I tell this story because this was a regular occurrence in my life. In fact, it was a monthly occurrence. This is how the first sign of my PMS would announce itself – homicidal fantasies. Like character defects that often only appear when dealing with others, the beginning of PMS would be undetectable until I was out among the human race. This would be my yellow warning light for what was to come.  In the hours after my subway rage, I would turn the anger and disgust toward myself. I’d become both judgmental and insecure. Character defects would flare up and I’d act out on resentments with gossip followed by shame and paranoia. In the end I’d be so raw and vulnerable and filled by self-loathing that all I could do was hide or cry. On day two my abdomen would swell and a visible layer of water weight covered my thighs, back and butt. Puffy eyed and dragging with fatigue, the countdown would begin. On the third day my period would start and with it came a sense of relief. It was as if the pressure valve had opened and my emotions were restored to sanity. Hormones are a bitch!

When women get clean and sober, like men, we ride the emotional rollercoaster of early recovery. People tell us what to expect and reassure us with “You’re where you’re supposed to be. This is normal.”  What no one tells us is that we are also powerless over our hormones and that they will make us emotionally unmanageable. Usually it isn’t until we have spewed venom and insanity to a female friend or sponsor that we are asked, “Where are you in your menstrual cycle?’ To which we respond with anger. The question sounds belittling and condescending. After all, doesn’t it dismiss the validity of the feelings that have consumed us?  There’s nothing like PMS to make a woman want to argue – even if it’s to argue against the very idea of PMS.

Many of us didn’t experience PMS during our using because we were too high to notice. We were always under the influence and intuitively used substances to control our feelings – including those of PMS. I know personally, I was on the Pill from 14 to 28 and my last year using my periods stopped coming so PMS was a non-issue. I decided to remain off the Pill once I got clean because I was single and knew I’d be more apt to use condoms if I had no other birth control. Now that I was single after a monogamous marriage, I didn’t trust myself when it came to practicing safe sex – since I had no experience with it. I figured fear of pregnancy would keep me on the straight and narrow of condom use. So from day one clean, I began experiencing my natural hormonal cycle for the first time since adolescence and I had no idea what to expect.

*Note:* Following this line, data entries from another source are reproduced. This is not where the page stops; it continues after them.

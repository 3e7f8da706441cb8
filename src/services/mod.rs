//! Services that keep I/O, display and progress concerns out of the session logic

pub mod display;
pub mod io;
pub mod progress;

pub use display::DisplayProjector;
pub use io::ImageIOService;
pub use progress::{
    LoggingProgressReporter, NoOpProgressReporter, ProcessingStage, ProgressReporter,
    ProgressTracker, ProgressUpdate,
};
//! Progress reporting service
//!
//! Session operations report the stage they are in; frontends decide how to
//! show it.

use crate::types::OperationReport;
use instant::Instant;

/// Stages a session operation passes through
#[derive(Debug, Clone, Copy, PartialEq, Eq)]
pub enum ProcessingStage {
    /// Decoding the input or background image
    Loading,
    /// Applying saturation, brightness and contrast
    ToneAdjustment,
    /// Running the segmentation model
    Segmentation,
    /// Blending the foreground over the background
    Compositing,
    /// Writing the preview to disk
    Saving,
    Completed,
}

impl ProcessingStage {
    /// Get a human-readable description of the processing stage
    #[must_use]
    pub fn description(&self) -> &'static str {
        match self {
            ProcessingStage::Loading => "Loading image",
            ProcessingStage::ToneAdjustment => "Adjusting tone",
            ProcessingStage::Segmentation => "Removing background",
            ProcessingStage::Compositing => "Compositing over background",
            ProcessingStage::Saving => "Saving result",
            ProcessingStage::Completed => "Done",
        }
    }
}

impl std::fmt::Display for ProcessingStage {
    fn fmt(&self, f: &mut std::fmt::Formatter<'_>) -> std::fmt::Result {
        f.write_str(self.description())
    }
}

/// Progress update containing stage and timing information
#[derive(Debug, Clone, PartialEq)]
pub struct ProgressUpdate {
    pub stage: ProcessingStage,
    pub description: String,
    /// Milliseconds since the tracker was created
    pub elapsed_ms: u64,
}

impl ProgressUpdate {
    #[must_use]
    pub fn new(stage: ProcessingStage, start_time: Instant) -> Self {
        Self {
            stage,
            description: stage.description().to_string(),
            elapsed_ms: start_time.elapsed().as_millis() as u64,
        }
    }
}

/// Receives progress from session operations
pub trait ProgressReporter: Send + Sync {
    fn report_progress(&self, update: ProgressUpdate);

    /// Called once an operation has produced a new preview
    fn report_completion(&self, report: &OperationReport);

    fn report_error(&self, stage: ProcessingStage, error: &str);
}

/// No-op progress reporter that discards all progress updates
pub struct NoOpProgressReporter;

impl ProgressReporter for NoOpProgressReporter {
    fn report_progress(&self, _update: ProgressUpdate) {}

    fn report_completion(&self, _report: &OperationReport) {}

    fn report_error(&self, _stage: ProcessingStage, _error: &str) {}
}

/// Forwards progress to the `log` facade
pub struct LoggingProgressReporter;

impl ProgressReporter for LoggingProgressReporter {
    fn report_progress(&self, update: ProgressUpdate) {
        log::info!("{} ({}ms elapsed)", update.description, update.elapsed_ms);
    }

    fn report_completion(&self, report: &OperationReport) {
        log::info!(
            "{} finished in {}ms ({}x{})",
            report.operation,
            report.elapsed_ms,
            report.width,
            report.height
        );
    }

    fn report_error(&self, stage: ProcessingStage, error: &str) {
        log::error!("Error during {}: {}", stage.description(), error);
    }
}

/// Tracks the current stage of one operation and forwards to a reporter
pub struct ProgressTracker<'a> {
    reporter: &'a dyn ProgressReporter,
    start_time: Instant,
    current_stage: Option<ProcessingStage>,
}

impl<'a> ProgressTracker<'a> {
    #[must_use]
    pub fn new(reporter: &'a dyn ProgressReporter) -> Self {
        Self {
            reporter,
            start_time: Instant::now(),
            current_stage: None,
        }
    }

    pub fn report_stage(&mut self, stage: ProcessingStage) {
        self.current_stage = Some(stage);
        self.reporter
            .report_progress(ProgressUpdate::new(stage, self.start_time));
    }

    pub fn report_completion(&self, report: &OperationReport) {
        self.reporter.report_completion(report);
    }

    /// Report an error against the most recent stage
    pub fn report_error(&self, error: &str) {
        let stage = self.current_stage.unwrap_or(ProcessingStage::Loading);
        self.reporter.report_error(stage, error);
    }

    #[must_use]
    pub fn elapsed_ms(&self) -> u64 {
        self.start_time.elapsed().as_millis() as u64
    }

    #[must_use]
    pub fn current_stage(&self) -> Option<ProcessingStage> {
        self.current_stage
    }
}
//! Shared utilities

pub mod preprocessing;

pub use preprocessing::{ContentRect, ImagePreprocessor, PreprocessedInput};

Newcomers, it is important to pay close attention to what is going on with your body so you can make the connection between emotional unmanageability and your menstrual cycle. All it will take is 4 months of charting the patterns and you will know pretty much what to expect for years to come. The reason this matters is because when you know your period is coming and the general pattern of your rollercoaster, it is much easier to accept “oh these feelings are hormonal and not connected to real life things”. This is damage control.  This will stop you from acting out on anger, nitpicky-ness, righteousness, or from damaging friendships. It will put feelings of inadequacy and loneliness in check. When you look in the mirror and hate what you see, you’ll know you are looking through a hormonal veil of distortion and tomorrow the reflection will be much different. This will save you a lot of agony. Recovery is life on life’s terms and hormones are part of life’s terms –so until you have experience riding this out clean, they will trip you up and cause you to suffer.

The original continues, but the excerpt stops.